[Opening Dataset records section]

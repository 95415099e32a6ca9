use pretty_assertions::assert_eq;
use std::rc::Rc;
use yail::environment::Environment;
use yail::evaluator::{eval, MAX_CALL_DEPTH};
use yail::object::Object;
use yail::parser::parse;

fn run(source: &str) -> Rc<Object> {
    let (program, errors) = parse(source);
    let messages: Vec<String> = errors.iter().map(ToString::to_string).collect();
    assert!(messages.is_empty(), "parse errors in {:?}: {:?}", source, messages);
    eval(&program, &Environment::new())
}

fn assert_integer(source: &str, expected: i64) {
    assert_eq!(run(source), Object::integer(expected), "source: {}", source);
}

fn assert_boolean(source: &str, expected: bool) {
    let result = run(source);
    assert!(
        Rc::ptr_eq(&result, &Object::boolean(expected)),
        "source: {}, got {}",
        source,
        result
    );
}

fn assert_null(source: &str) {
    let result = run(source);
    assert!(
        Rc::ptr_eq(&result, &Object::null()),
        "source: {}, got {}",
        source,
        result
    );
}

fn assert_error(source: &str, message: &str) {
    assert_eq!(run(source), Object::error(message), "source: {}", source);
}

fn assert_integers(source: &str, expected: &[i64]) {
    let expected = Object::array(expected.iter().copied().map(Object::integer).collect());
    assert_eq!(run(source), expected, "source: {}", source);
}

#[test]
fn integer_arithmetic() {
    assert_integer("5", 5);
    assert_integer("15", 15);
    assert_integer("-10", -10);
    assert_integer("-0", 0);
    assert_integer("1 + 2", 3);
    assert_integer("1 - 2", -1);
    assert_integer("1 + 2 * 3", 7);
    assert_integer("1 + 3 / 2", 2);
    assert_integer("7 / 2", 3);
    assert_integer("7 % 2", 1);
    assert_integer("1 + 10 % 4", 3);
    assert_integer("(1 + 2) * (5 - 2)", 9);
}

#[test]
fn string_concatenation() {
    assert_eq!(run(r#""Hello World!""#), Object::string("Hello World!"));
    assert_eq!(run(r#""Hello" + "World""#), Object::string("HelloWorld"));
    assert_eq!(run(r#""Hello" + " " + "World""#), Object::string("Hello World"));
    assert_eq!(run(r#""""#), Object::string(""));
}

#[test]
fn boolean_expressions() {
    assert_boolean("true", true);
    assert_boolean("false", false);
    assert_boolean("!true", false);
    assert_boolean("!false", true);
    assert_boolean("!!true", true);
    assert_boolean("10 > 5", true);
    assert_boolean("10 < 5", false);
    assert_boolean("5 < 5", false);
    assert_boolean("5 == 5", true);
    assert_boolean("5 == true", false);
    assert_boolean("true == true", true);
    assert_boolean("true == false", false);
    assert_boolean("5 != 5", false);
    assert_boolean("5 != true", true);
    assert_boolean("true != true", false);
    assert_boolean("true != false", true);
    assert_boolean("5 <= 5", true);
    assert_boolean("5 <= 6", true);
    assert_boolean("5 >= 5", true);
    assert_boolean("5 >= 6", false);
    assert_boolean("(1 < 2) == true", true);
}

#[test]
fn equality_is_by_identity_for_non_integers() {
    assert_boolean(r#""Hello" == "Hello""#, false);
    assert_boolean(r#""Hello" != "Hello""#, true);
    assert_boolean(r#"val s = "Hello"; s == s;"#, true);
    assert_boolean("null == null", true);
    assert_boolean("[1] == [1]", false);
    assert_boolean("val arr = [1]; val same = arr; arr == same;", true);
    assert_boolean("val f = func() { 1 }; f == f;", true);
}

#[test]
fn null_results() {
    assert_null("null;");
    assert_null("val x = null; x;");
    assert_null("if (false) { 10 }");
    assert_null("var y = 10; val z = if (true) { y = 15; }; z;");
    assert_null("val x = 1;");
    assert_null("");
}

#[test]
fn bindings() {
    assert_integer("var a = 5; a;", 5);
    assert_integer("var a = 5; val b = a; b;", 5);
    assert_integer("val a = 5 * 5; a;", 25);
}

#[test]
fn reassignment() {
    assert_integer("var a = 5; a = 10; a;", 10);
    assert_integer("var a = 5; val b = 15; a = b; a", 15);
    assert_error(
        "val a = 5; a = 10;",
        "can not reassign variables declared with 'val'",
    );
    assert_error("b = 10;", "identifier not found: b");
}

#[test]
fn redeclaring_in_the_same_scope_fails() {
    assert_error(
        "val a = 1; var a = 2;",
        "given identifier 'a' is already declared",
    );
    assert_integer("val a = 1; val f = func() { val a = 2; a }; f();", 2);
}

#[test]
fn return_statements() {
    assert_integer("return 10; 9;", 10);
    assert_integer("9; return 2 * 5; 9;", 10);
    assert_integer("if (10 > 1) { return 10; }", 10);
    assert_integer("if (10 > 1) { if (10 > 1) { return 10; } return 1;}", 10);
    assert_integer("val f = func(x) { return x; x + 10; }; f(10);", 10);
    assert_integer(
        "val f = func(x) { val result = x + 10; return result; return 10;}; f(10);",
        20,
    );
    assert_null("val f = func() { return; 5; }; f();");
    assert_integer("val x = if (true) { return 5; }; 10;", 5);
}

#[test]
fn if_else() {
    assert_integer("if (true) { 10 }", 10);
    assert_null("if (false) { 10 }");
    assert_integer("if (1 < 2) { 10 }", 10);
    assert_null("if (1 > 2) { 10 }");
    assert_integer("if (1 > 2) { 10 } else { 20 }", 20);
    assert_integer("if (1 < 2) { 10 } else { 20 }", 10);
}

#[test]
fn only_booleans_select_a_branch() {
    assert_null("if (5) { 10 }");
    assert_null("if (5) { 10 } else { 20 }");
    assert_null("if (null) { 10 } else { 20 }");
}

#[test]
fn functions() {
    assert_integer("val identity = func(x) { x; }; identity(5);", 5);
    assert_integer("val identity = func(x) { return x; }; identity(5);", 5);
    assert_integer("val double = func(x) { x * 2; }; double(5);", 10);
    assert_integer("val add = func(x, y) { x + y; }; add(5, 5);", 10);
    assert_integer("val add = func(x, y) { x + y; }; add(5 + 5, add(5, 5));", 20);
    assert_integer(
        "val callTwoTimes = func(x, f) { f(f(x)); }; callTwoTimes(2, func(x) { x * x; });",
        16,
    );
    assert_integer(
        "val callTwoTimes = func(x, f) { f(f(x)); }; callTwoTimes(3, func(x) { x * x; });",
        81,
    );
    assert_integer(
        "val callTwoTimes = func(x, f) { f(f(x)); }; callTwoTimes(1, func(x) { x + 10; });",
        21,
    );
    assert_integer("func(x) { x * 3 }(4)", 12);
    assert_null("val nothing = func() { }; nothing();");
}

#[test]
fn recursion() {
    assert_integer(
        "val fib = func(n) { if (n < 2) { return n; } fib(n - 1) + fib(n - 2) }; fib(15);",
        610,
    );
}

#[test]
fn nested_scopes() {
    let bindings = "
        var i = 5;
        val useLocalVariableI = func() { return i; };
        val useLocalVariableInsideFunction = func() { val i = 15; return i; };
        val returnParameterI = func(i) { return i; };
    ";
    let cases = [
        ("useLocalVariableI();", 5),
        ("i = 30; useLocalVariableI();", 30),
        ("useLocalVariableInsideFunction();", 15),
        ("i = 30; useLocalVariableInsideFunction();", 15),
        ("returnParameterI(10); i;", 5),
        ("i = 30; returnParameterI(10); i;", 30),
        ("returnParameterI(10);", 10),
        ("i = 30; returnParameterI(10);", 10),
    ];

    for (source, expected) in cases {
        assert_integer(&format!("{}{}", bindings, source), expected);
    }
}

#[test]
fn closures() {
    let source = "
        val newAdder = func(x) {
          func(y) { x + y };
        };
        val addTwo = newAdder(2);
        addTwo(5);";
    assert_integer(source, 7);
}

#[test]
fn closures_reassign_the_defining_scope() {
    assert_integer(
        "var i = 5; val reassignFunc = func() { i = 10; }; reassignFunc(); i;",
        10,
    );
    assert_integer(
        "val counter = func() { var count = 0; func() { count = count + 1; count } };
         val next = counter();
         next(); next(); next();",
        3,
    );
    assert_error(
        "val i = 5; val reassignFunc = func() { i = 10; }; reassignFunc();",
        "can not reassign variables declared with 'val'",
    );
}

#[test]
fn arity_is_checked() {
    assert_error(
        "val f = func(x) { x }; f(1, 2);",
        "wrong number of arguments: expected 1, but received 2",
    );
    assert_error(
        "val f = func(x, y) { x }; f(1);",
        "wrong number of arguments: expected 2, but received 1",
    );
}

#[test]
fn array_literals() {
    assert_integers("[1, 2 * 2, 3 + 3]", &[1, 4, 6]);
    assert_integers("[]", &[]);
}

#[test]
fn array_indexing() {
    assert_integer("[1, 2, 3][0]", 1);
    assert_integer("[1, 2, 3][1]", 2);
    assert_integer("[1, 2, 3][2]", 3);
    assert_integer("val i = 0; [1][i];", 1);
    assert_integer("[1, 2, 3][1 + 1];", 3);
    assert_integer("val arr = [1, 2, 3]; arr[2];", 3);
    assert_integer("val arr = [1, 2, 3]; arr[0] + arr[1] + arr[2];", 6);
    assert_integer("val arr = [1, 2, 3]; val i = arr[0]; arr[i]", 2);
    assert_null("[1, 2, 3][3]");
    assert_null("[1, 2, 3][-1]");
}

#[test]
fn hash_literals() {
    let source = r#"val two = "two";
    {
        "one": 10 - 9,
        two: 1 + 1,
        "thr" + "ee": 6 / 2,
        4: 4,
        true: 5,
        false: 6
    }"#;
    let result = run(source);
    let pairs = match result.as_ref() {
        Object::Hash(pairs) => pairs,
        other => panic!("expected a hash, got {}", other),
    };

    let expected = [
        (Object::string("one"), 1),
        (Object::string("two"), 2),
        (Object::string("three"), 3),
        (Object::integer(4), 4),
        (Object::boolean(true), 5),
        (Object::boolean(false), 6),
    ];
    assert_eq!(pairs.len(), expected.len());
    for (key, value) in expected {
        let pair = &pairs[&key.hash_key().unwrap()];
        assert_eq!(pair.key, key);
        assert_eq!(pair.value, Object::integer(value));
    }
}

#[test]
fn hash_indexing() {
    assert_null(r#"{"foo": 5}["bar"]"#);
    assert_null(r#"{}["foo"]"#);
    assert_integer(r#"{"foo": 5}["foo"]"#, 5);
    assert_integer(r#"val key = "foo"; {"foo": 5}[key]"#, 5);
    assert_integer(r#"{100: { "a": 1, "b": 2 }}[100]["a"]"#, 1);
    assert_integer(r#"{true: [10, 20, 30]}[true][0]"#, 10);
    assert_integer(r#"{1: 1, 1: 2}[1]"#, 2);
}

#[test]
fn builtins() {
    assert_integer(r#"len("")"#, 0);
    assert_integer(r#"len("Hello World")"#, 11);
    assert_integer("len([])", 0);
    assert_integer(r#"len(["a", "b"])"#, 2);
    assert_integer("head([1, 2, 3])", 1);
    assert_null("head([])");
    assert_integer("tail([1, 2, 3])", 3);
    assert_null("tail([])");
    assert_integers("val arr = [1, 2, 3]; push(arr, 10); arr;", &[1, 2, 3, 10]);
    assert_integers("val arr = [1, 2, 3]; pushleft(arr, 10); arr;", &[10, 1, 2, 3]);
    assert_integers("val arr = [1, 2, 3]; pop(arr); arr;", &[1, 2]);
    assert_integers("val arr = [1, 2, 3]; popleft(arr); arr;", &[2, 3]);
    assert_null("pop([])");
}

#[test]
fn arrays_are_shared_between_bindings() {
    assert_integers("val arr = [1, 2, 3]; val other = arr; pop(arr); other;", &[1, 2]);
    assert_boolean("val arr = [1, 2, 3]; pop(arr) == arr;", true);
    assert_integers(
        "val arr = []; val fill = func(a) { push(a, 1); push(a, 2); }; fill(arr); arr;",
        &[1, 2],
    );
}

#[test]
fn user_bindings_shadow_builtins() {
    assert_integer(r#"val len = func(x) { 42 }; len("abc");"#, 42);
    assert_eq!(run("len").display(), "builtin function len");
}

#[test]
fn display_of_values() {
    assert_eq!(run(r#"[1, "two", true, null]"#).display(), "[1, two, true, null]");
    assert_eq!(run(r#"{"a": 1}"#).display(), "{a: 1}");
    assert_eq!(
        run("func(x, y) { x + y }").display(),
        "func(x, y) { (x + y); }"
    );
}

#[test]
fn error_handling() {
    let cases = [
        ("x", "identifier not found: x"),
        ("fn(10, 20)", "identifier not found: fn"),
        ("5 + true;", "type mismatch: INTEGER + BOOLEAN"),
        ("5 + true; 5;", "type mismatch: INTEGER + BOOLEAN"),
        ("-true", "unknown operator: -BOOLEAN"),
        ("5; -true; 10;", "unknown operator: -BOOLEAN"),
        ("true + false; 5;", "unknown operator: BOOLEAN + BOOLEAN"),
        ("!5; 10;", "unknown operator: !INTEGER"),
        ("if (10 > 1) { true + false; }", "unknown operator: BOOLEAN + BOOLEAN"),
        (
            "if (10 > 1) { if (10 > 1) { return true + false; } return 1; }",
            "unknown operator: BOOLEAN + BOOLEAN",
        ),
        (r#""Hello" - "World""#, "unknown operator: STRING - STRING"),
        (r#"[1, 2, 3]["wrong_index_format"];"#, "unsupported operation: ARRAY[STRING]"),
        (r#"{"key": "abc"}[func(x) {x}];"#, "unusable as hash key: FUNCTION"),
        ("{[1]: 2}", "ARRAY can not be used as hash key"),
        ("5(1)", "failed to invoke INTEGER as a function"),
        ("len(1)", "len(INTEGER) not supported"),
        (r#"len("one", "two")"#, "wrong number of arguments: expected 1, but received 2"),
        ("10 / 0", "division by zero: 10 / 0"),
    ];

    for (source, message) in cases {
        assert_error(source, message);
    }
}

#[test]
fn errors_stop_the_program() {
    let environment = Environment::new();
    let (program, errors) = parse("var a = 1; 5 + true; a = 2;");
    assert!(errors.is_empty());

    assert_eq!(
        eval(&program, &environment),
        Object::error("type mismatch: INTEGER + BOOLEAN")
    );
    assert_eq!(environment.get("a"), Some(Object::integer(1)));
}

#[test]
fn errors_in_arguments_short_circuit() {
    assert_error("len(x, y)", "identifier not found: x");
    assert_error("[1, -true, z]", "unknown operator: -BOOLEAN");
    assert_error("val arr = [1]; push(arr, missing); arr;", "identifier not found: missing");
}

#[test]
fn deep_recursion_does_not_exhaust_the_stack() {
    assert_integer(
        "val sum = func(n) { if (n == 0) { 0 } else { n + sum(n - 1) } }; sum(10000);",
        50_005_000,
    );
}

#[test]
fn runaway_recursion_is_an_error() {
    assert_error(
        "val forever = func(n) { forever(n + 1) }; forever(0);",
        &format!("maximum call depth exceeded: {}", MAX_CALL_DEPTH),
    );
}

#[test]
fn deeply_nested_groups_evaluate() {
    let source = "(".repeat(50_000) + "7" + &")".repeat(50_000);
    assert_integer(&source, 7);
}

#[test]
fn self_containing_array_displays() {
    let result = run("val a = [1]; push(a, a); a;");
    assert_eq!(result.display(), "[1, [...]]");
    assert_eq!(run("val a = [1]; push(a, a); len(a);"), Object::integer(2));
    assert_integer("val a = [1]; push(a, a); a[1][1][0];", 1);
}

[Closing Dataset records section]

A single number is the answer: how many lines in the records above contain the word "mismatch".

3